TASK TO COMPLETE:
Which lines of the entries below include "tests"? List them all.

EXTRACTED INFORMATION:
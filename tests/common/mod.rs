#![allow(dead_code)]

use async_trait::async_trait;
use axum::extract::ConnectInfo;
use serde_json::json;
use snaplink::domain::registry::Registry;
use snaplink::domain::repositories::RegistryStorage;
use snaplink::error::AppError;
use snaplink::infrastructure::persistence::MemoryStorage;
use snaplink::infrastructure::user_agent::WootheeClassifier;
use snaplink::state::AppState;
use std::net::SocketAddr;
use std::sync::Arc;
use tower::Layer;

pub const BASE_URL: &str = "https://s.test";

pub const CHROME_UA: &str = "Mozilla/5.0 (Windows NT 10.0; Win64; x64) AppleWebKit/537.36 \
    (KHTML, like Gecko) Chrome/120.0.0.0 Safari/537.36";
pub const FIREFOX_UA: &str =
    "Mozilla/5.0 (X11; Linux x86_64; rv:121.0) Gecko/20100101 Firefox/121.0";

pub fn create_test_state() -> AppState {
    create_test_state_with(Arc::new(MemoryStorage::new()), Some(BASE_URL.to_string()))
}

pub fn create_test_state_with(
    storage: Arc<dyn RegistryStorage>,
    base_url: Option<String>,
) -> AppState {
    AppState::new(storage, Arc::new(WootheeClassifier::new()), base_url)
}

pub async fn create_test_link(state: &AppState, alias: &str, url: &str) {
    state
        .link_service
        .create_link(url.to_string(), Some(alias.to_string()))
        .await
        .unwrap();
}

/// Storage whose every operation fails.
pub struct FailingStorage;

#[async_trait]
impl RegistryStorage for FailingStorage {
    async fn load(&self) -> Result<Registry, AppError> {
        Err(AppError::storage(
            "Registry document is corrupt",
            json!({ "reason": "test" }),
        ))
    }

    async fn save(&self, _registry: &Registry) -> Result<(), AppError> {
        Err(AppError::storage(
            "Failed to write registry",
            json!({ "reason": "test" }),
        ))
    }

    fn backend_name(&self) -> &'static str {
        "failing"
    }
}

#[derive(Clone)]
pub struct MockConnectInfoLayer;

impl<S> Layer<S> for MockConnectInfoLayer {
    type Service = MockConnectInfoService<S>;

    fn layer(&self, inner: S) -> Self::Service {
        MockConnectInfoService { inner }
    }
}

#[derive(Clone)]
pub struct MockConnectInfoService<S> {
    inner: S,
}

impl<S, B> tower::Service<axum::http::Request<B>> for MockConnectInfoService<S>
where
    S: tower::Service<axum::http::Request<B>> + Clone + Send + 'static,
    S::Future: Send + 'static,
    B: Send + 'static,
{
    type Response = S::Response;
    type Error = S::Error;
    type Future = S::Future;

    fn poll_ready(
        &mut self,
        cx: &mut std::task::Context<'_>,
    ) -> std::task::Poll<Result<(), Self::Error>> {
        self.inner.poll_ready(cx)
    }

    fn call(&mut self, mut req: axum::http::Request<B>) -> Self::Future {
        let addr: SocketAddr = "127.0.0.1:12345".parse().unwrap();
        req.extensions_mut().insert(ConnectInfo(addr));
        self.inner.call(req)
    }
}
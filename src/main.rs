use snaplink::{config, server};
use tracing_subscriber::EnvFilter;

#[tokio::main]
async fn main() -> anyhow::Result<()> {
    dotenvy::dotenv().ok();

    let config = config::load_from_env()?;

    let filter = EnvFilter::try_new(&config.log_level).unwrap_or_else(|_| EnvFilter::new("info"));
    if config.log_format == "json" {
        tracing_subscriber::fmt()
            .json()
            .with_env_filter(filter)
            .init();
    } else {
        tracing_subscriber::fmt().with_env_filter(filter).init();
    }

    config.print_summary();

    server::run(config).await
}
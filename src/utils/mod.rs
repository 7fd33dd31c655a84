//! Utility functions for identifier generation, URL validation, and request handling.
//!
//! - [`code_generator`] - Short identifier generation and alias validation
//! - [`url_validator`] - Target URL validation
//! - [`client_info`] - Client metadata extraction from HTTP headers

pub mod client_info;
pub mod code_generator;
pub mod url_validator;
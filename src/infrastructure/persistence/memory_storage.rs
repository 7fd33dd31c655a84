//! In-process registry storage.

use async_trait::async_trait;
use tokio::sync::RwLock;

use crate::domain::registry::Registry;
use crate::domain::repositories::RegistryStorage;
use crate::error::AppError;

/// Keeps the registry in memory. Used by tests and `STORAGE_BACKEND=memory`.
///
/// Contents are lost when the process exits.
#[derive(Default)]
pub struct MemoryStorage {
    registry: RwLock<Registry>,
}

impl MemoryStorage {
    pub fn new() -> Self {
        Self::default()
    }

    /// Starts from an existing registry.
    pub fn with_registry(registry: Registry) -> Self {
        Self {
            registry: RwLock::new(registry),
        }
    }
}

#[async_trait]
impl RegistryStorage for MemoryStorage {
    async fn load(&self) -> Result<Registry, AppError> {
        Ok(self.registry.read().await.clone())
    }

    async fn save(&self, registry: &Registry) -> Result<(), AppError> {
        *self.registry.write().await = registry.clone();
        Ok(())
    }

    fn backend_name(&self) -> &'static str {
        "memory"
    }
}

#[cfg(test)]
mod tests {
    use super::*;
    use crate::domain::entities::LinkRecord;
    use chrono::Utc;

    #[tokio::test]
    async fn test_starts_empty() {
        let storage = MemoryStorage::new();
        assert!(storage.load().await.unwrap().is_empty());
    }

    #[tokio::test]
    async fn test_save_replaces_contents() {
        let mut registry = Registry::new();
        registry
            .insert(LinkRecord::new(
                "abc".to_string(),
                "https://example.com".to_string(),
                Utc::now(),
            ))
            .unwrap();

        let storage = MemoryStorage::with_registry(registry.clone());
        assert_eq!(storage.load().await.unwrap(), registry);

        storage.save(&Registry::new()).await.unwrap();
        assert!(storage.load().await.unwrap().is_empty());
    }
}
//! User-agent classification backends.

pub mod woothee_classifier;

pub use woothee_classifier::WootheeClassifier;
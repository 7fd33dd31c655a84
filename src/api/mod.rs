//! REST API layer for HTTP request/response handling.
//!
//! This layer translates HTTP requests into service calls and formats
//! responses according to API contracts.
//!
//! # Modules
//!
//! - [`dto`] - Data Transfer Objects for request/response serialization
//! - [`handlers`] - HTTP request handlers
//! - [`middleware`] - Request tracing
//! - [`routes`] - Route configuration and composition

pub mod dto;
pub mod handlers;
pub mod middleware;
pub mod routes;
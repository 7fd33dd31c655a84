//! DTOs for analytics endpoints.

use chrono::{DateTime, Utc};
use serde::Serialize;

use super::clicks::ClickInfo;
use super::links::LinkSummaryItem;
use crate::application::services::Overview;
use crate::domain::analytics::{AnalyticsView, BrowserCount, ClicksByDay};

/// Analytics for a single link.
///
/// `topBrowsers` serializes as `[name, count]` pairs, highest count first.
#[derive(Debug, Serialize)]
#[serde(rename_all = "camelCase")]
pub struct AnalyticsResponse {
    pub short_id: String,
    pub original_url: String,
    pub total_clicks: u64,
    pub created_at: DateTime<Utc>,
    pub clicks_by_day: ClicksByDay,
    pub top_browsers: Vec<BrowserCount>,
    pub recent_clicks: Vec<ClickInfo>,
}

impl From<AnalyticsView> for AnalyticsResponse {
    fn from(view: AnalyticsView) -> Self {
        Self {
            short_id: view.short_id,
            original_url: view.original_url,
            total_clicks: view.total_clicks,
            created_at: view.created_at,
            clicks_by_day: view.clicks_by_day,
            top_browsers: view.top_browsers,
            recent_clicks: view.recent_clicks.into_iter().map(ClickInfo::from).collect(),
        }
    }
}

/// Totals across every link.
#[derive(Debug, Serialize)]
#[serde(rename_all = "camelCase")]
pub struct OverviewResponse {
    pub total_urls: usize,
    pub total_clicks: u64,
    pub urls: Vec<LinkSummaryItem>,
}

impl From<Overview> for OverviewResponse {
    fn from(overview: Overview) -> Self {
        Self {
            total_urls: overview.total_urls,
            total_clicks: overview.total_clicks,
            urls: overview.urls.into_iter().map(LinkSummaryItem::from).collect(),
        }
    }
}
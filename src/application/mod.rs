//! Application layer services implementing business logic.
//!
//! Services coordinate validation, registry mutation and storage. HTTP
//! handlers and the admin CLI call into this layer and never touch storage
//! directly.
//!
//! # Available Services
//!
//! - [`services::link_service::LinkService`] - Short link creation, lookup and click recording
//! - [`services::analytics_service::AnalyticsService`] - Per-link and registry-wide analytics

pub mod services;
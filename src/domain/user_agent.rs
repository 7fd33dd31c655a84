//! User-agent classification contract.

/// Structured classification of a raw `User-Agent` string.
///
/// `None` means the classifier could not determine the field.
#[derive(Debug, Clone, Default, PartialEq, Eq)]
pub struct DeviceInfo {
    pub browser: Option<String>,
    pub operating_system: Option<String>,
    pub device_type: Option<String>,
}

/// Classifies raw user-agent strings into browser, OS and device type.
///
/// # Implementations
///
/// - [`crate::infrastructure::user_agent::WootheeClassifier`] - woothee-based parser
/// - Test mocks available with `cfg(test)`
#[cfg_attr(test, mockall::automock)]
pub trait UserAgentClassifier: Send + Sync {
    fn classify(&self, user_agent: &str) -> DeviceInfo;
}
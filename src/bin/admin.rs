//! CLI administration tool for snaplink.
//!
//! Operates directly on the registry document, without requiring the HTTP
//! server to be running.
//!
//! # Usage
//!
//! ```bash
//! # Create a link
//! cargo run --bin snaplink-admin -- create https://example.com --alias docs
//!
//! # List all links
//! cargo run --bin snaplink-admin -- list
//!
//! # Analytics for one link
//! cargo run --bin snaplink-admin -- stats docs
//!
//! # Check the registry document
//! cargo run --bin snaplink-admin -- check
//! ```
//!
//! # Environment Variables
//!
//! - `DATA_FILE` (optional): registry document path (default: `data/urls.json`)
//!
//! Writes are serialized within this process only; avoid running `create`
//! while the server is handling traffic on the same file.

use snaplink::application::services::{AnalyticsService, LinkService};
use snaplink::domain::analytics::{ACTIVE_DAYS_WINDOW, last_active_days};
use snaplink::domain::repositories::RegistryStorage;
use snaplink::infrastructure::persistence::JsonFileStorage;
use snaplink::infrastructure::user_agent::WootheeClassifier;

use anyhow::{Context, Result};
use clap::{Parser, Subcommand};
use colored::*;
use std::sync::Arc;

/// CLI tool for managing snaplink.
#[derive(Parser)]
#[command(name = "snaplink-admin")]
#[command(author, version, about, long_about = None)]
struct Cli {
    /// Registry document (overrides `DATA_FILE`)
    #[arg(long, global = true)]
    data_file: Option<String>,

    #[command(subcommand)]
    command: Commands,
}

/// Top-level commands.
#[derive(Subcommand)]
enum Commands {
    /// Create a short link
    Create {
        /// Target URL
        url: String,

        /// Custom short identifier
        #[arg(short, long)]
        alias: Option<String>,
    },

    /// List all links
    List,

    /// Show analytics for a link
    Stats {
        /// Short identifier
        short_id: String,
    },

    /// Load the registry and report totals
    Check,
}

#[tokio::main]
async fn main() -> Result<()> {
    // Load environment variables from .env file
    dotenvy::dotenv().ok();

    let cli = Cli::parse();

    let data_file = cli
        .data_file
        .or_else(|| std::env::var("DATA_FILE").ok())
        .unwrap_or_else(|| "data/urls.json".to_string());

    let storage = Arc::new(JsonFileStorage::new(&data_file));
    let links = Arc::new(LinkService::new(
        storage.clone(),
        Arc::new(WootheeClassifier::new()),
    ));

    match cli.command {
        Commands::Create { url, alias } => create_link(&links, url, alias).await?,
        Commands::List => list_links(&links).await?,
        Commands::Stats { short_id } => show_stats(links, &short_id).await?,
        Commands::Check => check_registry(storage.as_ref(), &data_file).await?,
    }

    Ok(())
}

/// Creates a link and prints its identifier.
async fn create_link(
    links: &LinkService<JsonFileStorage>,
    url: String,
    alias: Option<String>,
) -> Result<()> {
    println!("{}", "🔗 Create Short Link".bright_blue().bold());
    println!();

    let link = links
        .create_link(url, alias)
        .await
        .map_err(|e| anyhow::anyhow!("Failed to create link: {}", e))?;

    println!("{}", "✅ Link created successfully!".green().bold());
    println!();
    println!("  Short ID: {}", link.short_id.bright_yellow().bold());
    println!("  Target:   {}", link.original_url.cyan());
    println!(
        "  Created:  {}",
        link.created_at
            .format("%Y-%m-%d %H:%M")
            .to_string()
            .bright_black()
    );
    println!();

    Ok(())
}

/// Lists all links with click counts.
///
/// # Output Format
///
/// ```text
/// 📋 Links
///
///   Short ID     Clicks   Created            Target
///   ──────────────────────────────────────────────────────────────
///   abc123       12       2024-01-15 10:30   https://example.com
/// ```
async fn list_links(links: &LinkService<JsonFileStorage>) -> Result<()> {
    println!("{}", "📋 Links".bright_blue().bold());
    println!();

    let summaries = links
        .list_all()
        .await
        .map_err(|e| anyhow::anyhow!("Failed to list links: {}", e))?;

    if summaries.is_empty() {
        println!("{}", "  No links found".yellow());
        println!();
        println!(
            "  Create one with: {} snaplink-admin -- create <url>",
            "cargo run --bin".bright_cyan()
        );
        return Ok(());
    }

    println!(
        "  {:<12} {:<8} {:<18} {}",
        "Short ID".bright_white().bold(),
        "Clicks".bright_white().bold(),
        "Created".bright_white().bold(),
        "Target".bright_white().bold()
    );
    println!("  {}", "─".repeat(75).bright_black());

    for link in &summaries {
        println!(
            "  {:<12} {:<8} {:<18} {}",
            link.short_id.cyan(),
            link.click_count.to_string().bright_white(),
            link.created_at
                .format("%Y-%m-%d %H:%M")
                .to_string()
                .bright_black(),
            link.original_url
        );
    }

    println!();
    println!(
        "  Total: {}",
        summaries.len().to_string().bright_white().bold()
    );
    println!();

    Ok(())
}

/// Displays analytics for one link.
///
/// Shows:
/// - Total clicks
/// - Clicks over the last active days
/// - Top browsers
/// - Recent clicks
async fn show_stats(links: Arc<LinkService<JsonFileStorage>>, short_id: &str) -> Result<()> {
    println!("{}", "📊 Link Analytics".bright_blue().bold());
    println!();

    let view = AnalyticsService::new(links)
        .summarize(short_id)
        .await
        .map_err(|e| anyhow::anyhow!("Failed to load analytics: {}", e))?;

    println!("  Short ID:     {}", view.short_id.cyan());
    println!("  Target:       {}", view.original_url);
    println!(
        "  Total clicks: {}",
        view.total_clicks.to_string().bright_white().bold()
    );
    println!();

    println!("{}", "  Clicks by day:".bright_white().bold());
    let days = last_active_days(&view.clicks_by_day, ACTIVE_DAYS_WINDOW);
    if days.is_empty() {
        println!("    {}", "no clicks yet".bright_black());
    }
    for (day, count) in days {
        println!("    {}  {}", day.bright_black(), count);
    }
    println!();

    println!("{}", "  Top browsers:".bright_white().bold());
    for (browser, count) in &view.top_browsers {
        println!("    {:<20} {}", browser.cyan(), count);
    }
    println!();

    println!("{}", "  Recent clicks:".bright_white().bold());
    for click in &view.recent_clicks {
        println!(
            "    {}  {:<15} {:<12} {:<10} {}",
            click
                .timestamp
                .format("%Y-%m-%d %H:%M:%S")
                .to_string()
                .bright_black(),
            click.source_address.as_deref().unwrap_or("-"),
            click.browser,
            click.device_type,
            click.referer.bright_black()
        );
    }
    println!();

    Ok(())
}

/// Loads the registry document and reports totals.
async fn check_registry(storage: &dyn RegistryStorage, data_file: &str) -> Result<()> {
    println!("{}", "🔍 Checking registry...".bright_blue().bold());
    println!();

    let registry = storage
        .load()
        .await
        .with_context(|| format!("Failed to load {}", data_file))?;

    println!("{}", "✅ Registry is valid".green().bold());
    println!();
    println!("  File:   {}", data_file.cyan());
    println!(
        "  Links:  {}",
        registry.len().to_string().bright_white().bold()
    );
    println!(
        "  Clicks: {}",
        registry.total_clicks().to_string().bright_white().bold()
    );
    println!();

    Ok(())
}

EXERCISE ANSWER:
filename tests/common/mod.rs
/// Keeps the registry in memory. Used by tests and `STORAGE_BACKEND=memory`.
mod tests {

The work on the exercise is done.